Through the cell viability ATP luminescence assay, the half maximal inhibitory concentration of the cell population death was determined. The GSM extract inhibited the growth of SH-SY5Y cells with an IC50 value of 43.44 μg/mL. The GSC extract was found to be more active with an IC50 of 8.049 μg/mL. SH-SY5Y cells have been used in many neurological studies, such as Parkinson’s disease (PD), Alzheimer’s disease (AD), and traumatic brain injury (TBI) [16]. The cell viability of the neuroblastoma SH-SY5Y cells against the GSM extracts may suggest promising leads with respect to the identification of potential bioactive secondary metabolites in neurological diseases.

2.4. Thioflavin T (ThT) Assay

The abnormal aggregation of β-amyloid (Aβ), tau protein accumulation, decreased acetylcholine, oxidative stress, and neuroinflammation of the nervous system are some of the pathological hallmarks associated with Alzheimer’s disease. To address whether the GSM and GSC extracts are capable of inhibiting the aggregation of Aβ, we also utilized thioflavin T (ThT) assay using phenol red as the positive control (Table 1). The GSC extract at 50 μg/mL exhibited the highest inhibition of the Aβ fibril formation with 65.78%. This is also statistically comparable (p < 0.05) to the inhibition of the positive control at 69.85%. The GSM extract gave a 54.71% inhibition but is statistically different from the positive control (p < 0.05). The observed activity of the GSC and GSM extracts may be attributed to the presence of secondary metabolites, which could be capable of inhibiting the Aβ fibril formation.

Table 1

Thioflavin T (ThT) assay results of Guettarda speciosa extracts.
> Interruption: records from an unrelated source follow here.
//! Filter document parsing.
//!
//! Turns a per-entity filter document into an ordered condition list plus an
//! optional per-entity result cap. This layer classifies syntax only; type
//! coercion against the schema happens at parameter-binding time.

use serde_json::{Map, Value};
use tracing::warn;

use crate::schema::EntitySchema;
use crate::value::FilterValue;

/// Reserved key carrying the per-entity result cap.
pub const LIMIT_KEY: &str = "$limit";

/// A per-entity filter document, as received from the caller.
pub type FilterDocument = Map<String, Value>;

#[derive(Debug, Clone, Copy, PartialEq, Eq)]
pub enum CompareOp {
    Eq,
    Ne,
    Gt,
    Gte,
    Lt,
    Lte,
    In,
    NotIn,
    Like,
}

impl CompareOp {
    /// SQL comparator text for this operator.
    pub fn as_sql(self) -> &'static str {
        match self {
            CompareOp::Eq => "=",
            CompareOp::Ne => "!=",
            CompareOp::Gt => ">",
            CompareOp::Gte => ">=",
            CompareOp::Lt => "<",
            CompareOp::Lte => "<=",
            CompareOp::In => "IN",
            CompareOp::NotIn => "NOT IN",
            CompareOp::Like => "LIKE",
        }
    }

    /// IN / NOT IN take a sequence value.
    pub fn array_semantics(self) -> bool {
        matches!(self, CompareOp::In | CompareOp::NotIn)
    }

    /// Maps an operator key to a comparator. `$regex` is approximated as a
    /// pattern match. Unrecognized keys map to `None` and are ignored.
    fn from_key(key: &str) -> Option<Self> {
        match key {
            "$eq" => Some(CompareOp::Eq),
            "$ne" => Some(CompareOp::Ne),
            "$gt" => Some(CompareOp::Gt),
            "$gte" => Some(CompareOp::Gte),
            "$lt" => Some(CompareOp::Lt),
            "$lte" => Some(CompareOp::Lte),
            "$in" => Some(CompareOp::In),
            "$nin" => Some(CompareOp::NotIn),
            "$like" | "$regex" => Some(CompareOp::Like),
            _ => None,
        }
    }
}

#[derive(Debug, Clone)]
pub struct FilterCondition {
    pub field: String,
    pub op: CompareOp,
    pub value: FilterValue,
    pub array_semantics: bool,
}

/// Parses a filter document against an entity's filter allowlist.
///
/// Fields outside `allowed_filter_fields` are dropped, never surfaced as an
/// error; the drop is logged so a typo'd field name is at least observable.
pub fn parse_filter(
    doc: &FilterDocument,
    schema: &EntitySchema,
) -> (Vec<FilterCondition>, Option<u32>) {
    let mut conditions = Vec::new();
    let mut cap = None;

    for (key, value) in doc {
        if key == LIMIT_KEY {
            cap = value.as_u64().and_then(|n| u32::try_from(n).ok());
            continue;
        }

        if !schema.allows_filter_on(key) {
            warn!(entity = %schema.name, field = %key, "filter field not in allowlist, dropped");
            continue;
        }

        match value {
            Value::Object(ops) => {
                for (op_key, op_value) in ops {
                    let Some(op) = CompareOp::from_key(op_key) else {
                        continue;
                    };
                    conditions.push(FilterCondition {
                        field: key.clone(),
                        op,
                        value: FilterValue::from(op_value),
                        array_semantics: op.array_semantics(),
                    });
                }
            }
            scalar => conditions.push(FilterCondition {
                field: key.clone(),
                op: CompareOp::Eq,
                value: FilterValue::from(scalar),
                array_semantics: false,
            }),
        }
    }

    (conditions, cap)
}

#[cfg(test)]
mod tests {
    use super::*;
    use crate::schema::SchemaRegistry;

    fn schema() -> EntitySchema {
        let registry = SchemaRegistry::from_json(
            r#"{
                "defaultLimit": 100,
                "maxLimit": 500,
                "entities": {
                    "Order": {
                        "tableName": "orders",
                        "identifierField": "id",
                        "fields": {
                            "id": { "type": "integer" },
                            "status": { "type": "string" },
                            "total": { "type": "decimal" }
                        },
                        "allowedFilterFields": ["id", "status", "total"]
                    }
                }
            }"#,
        )
        .unwrap();
        registry.lookup("order").unwrap().clone()
    }

    fn doc(json: &str) -> FilterDocument {
        serde_json::from_str(json).unwrap()
    }

    #[test]
    fn scalar_value_becomes_equality() {
        let (conditions, cap) = parse_filter(&doc(r#"{ "status": "paid" }"#), &schema());
        assert_eq!(conditions.len(), 1);
        assert_eq!(conditions[0].op, CompareOp::Eq);
        assert_eq!(conditions[0].value, FilterValue::Str("paid".into()));
        assert!(cap.is_none());
    }

    #[test]
    fn operator_object_emits_one_condition_per_recognized_key() {
        let (conditions, _) = parse_filter(
            &doc(r#"{ "total": { "$gte": 10, "$lt": 100, "$frobnicate": 1 } }"#),
            &schema(),
        );
        assert_eq!(conditions.len(), 2);
        assert!(conditions.iter().any(|c| c.op == CompareOp::Gte));
        assert!(conditions.iter().any(|c| c.op == CompareOp::Lt));
    }

    #[test]
    fn disallowed_field_is_dropped_without_error() {
        let (conditions, _) = parse_filter(
            &doc(r#"{ "secret": "x", "status": "paid" }"#),
            &schema(),
        );
        assert_eq!(conditions.len(), 1);
        assert_eq!(conditions[0].field, "status");
    }

    #[test]
    fn limit_key_is_extracted_not_a_condition() {
        let (conditions, cap) = parse_filter(&doc(r#"{ "$limit": 5 }"#), &schema());
        assert!(conditions.is_empty());
        assert_eq!(cap, Some(5));
    }

    #[test]
    fn in_operator_carries_array_semantics() {
        let (conditions, _) = parse_filter(&doc(r#"{ "status": { "$in": ["a", "b"] } }"#), &schema());
        assert_eq!(conditions.len(), 1);
        assert!(conditions[0].array_semantics);
        assert!(matches!(conditions[0].value, FilterValue::Array(_)));
    }

    #[test]
    fn regex_is_approximated_as_pattern_match() {
        let (conditions, _) = parse_filter(&doc(r#"{ "status": { "$regex": "pa%" } }"#), &schema());
        assert_eq!(conditions[0].op, CompareOp::Like);
    }
}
	Aβ1-42 Aggregation Inhibition (%) a
Phenol Red (50 μM) b	69.85 ± 0.29
GSM Extract (50 μg/mL)	54.71 ± 2.92
GSM Extract (5 μg/mL)	17.20 ± 0.85
GSC Extract (50 μg/mL)	65.78 ± 3.12 *
GSC Extract (5 μg/mL)	24.63 ± 1.19

a The values are expressed as mean ± SD of three trial experiments. b The positive control. * No significant difference with the positive control at p < 0.05. GSM—G. speciosa MeOH extract; GSC—G. speciosa CHCl3 extract.

2.5. Metabolite Profiling

A total of nine putatively identified compounds were determined from the GSM extract using LC-MS analysis. Optimized run method produced the LC chromatogram as shown in Figure 4, where the Y-axis represents the % signal intensity and the X-axis is the retention time in minutes. The compounds presented (Table 2 and Figure 5) are those that fall within the “good match” standards of the Traditional Chinese Medicine (TCM) library [17,18]. These putatively identified nine compounds were also previously isolated from the different Guettarda species based on the available literature data. Loganin (3) was isolated from G. platypoda DC. [19] and G. pohliana Müll. Arg. [20]; rotundic acid (7) from G. angelica Mart. ex Müll. Arg. [21] and G. platypoda [22]; quinovic acid (9) from G. angelica [23] and G. platypoda [22,24]; strictosidine (1), sickingine (5), 5-caffeoylquinic acid (6), and 4,5-dicaffeoylquinic acid (8) from G. acreana K. Krause [3]; sweroside (2) from G. platypoda [24] and G. pohliana [20]; and β-sitosterol (4) from G. platypoda [22]. Interestingly, the putatively identified compounds exhibit diverse biological activities as reported in the literature (Table 2). The putatively identified metabolites with their reported activities in the literature may explain the biological activities exhibited by the extracts in this study. Several compounds were identified to have anti-inflammatory activity (2, 4, and 6), cytotoxicity (2 and 3), and neuroprotective (3) activity.

Figure 4

Chromatogram of G. speciosa MeOH (GSM) extract. Nine putative compounds were identified utilizing the UNIFI data analysis software and comparing the acquired MS spectra to library matching using the Traditional Chinese Medicine (TCM) library that is incorporated in the UNIFI analysis software. All of these compounds were previously isolated from other Guettarda species. The x-axis is the retention time in minutes, while the y-axis is the peak % signal intensity.

Table 2

LC-MS putative compounds from G. speciosa (GSM) extract.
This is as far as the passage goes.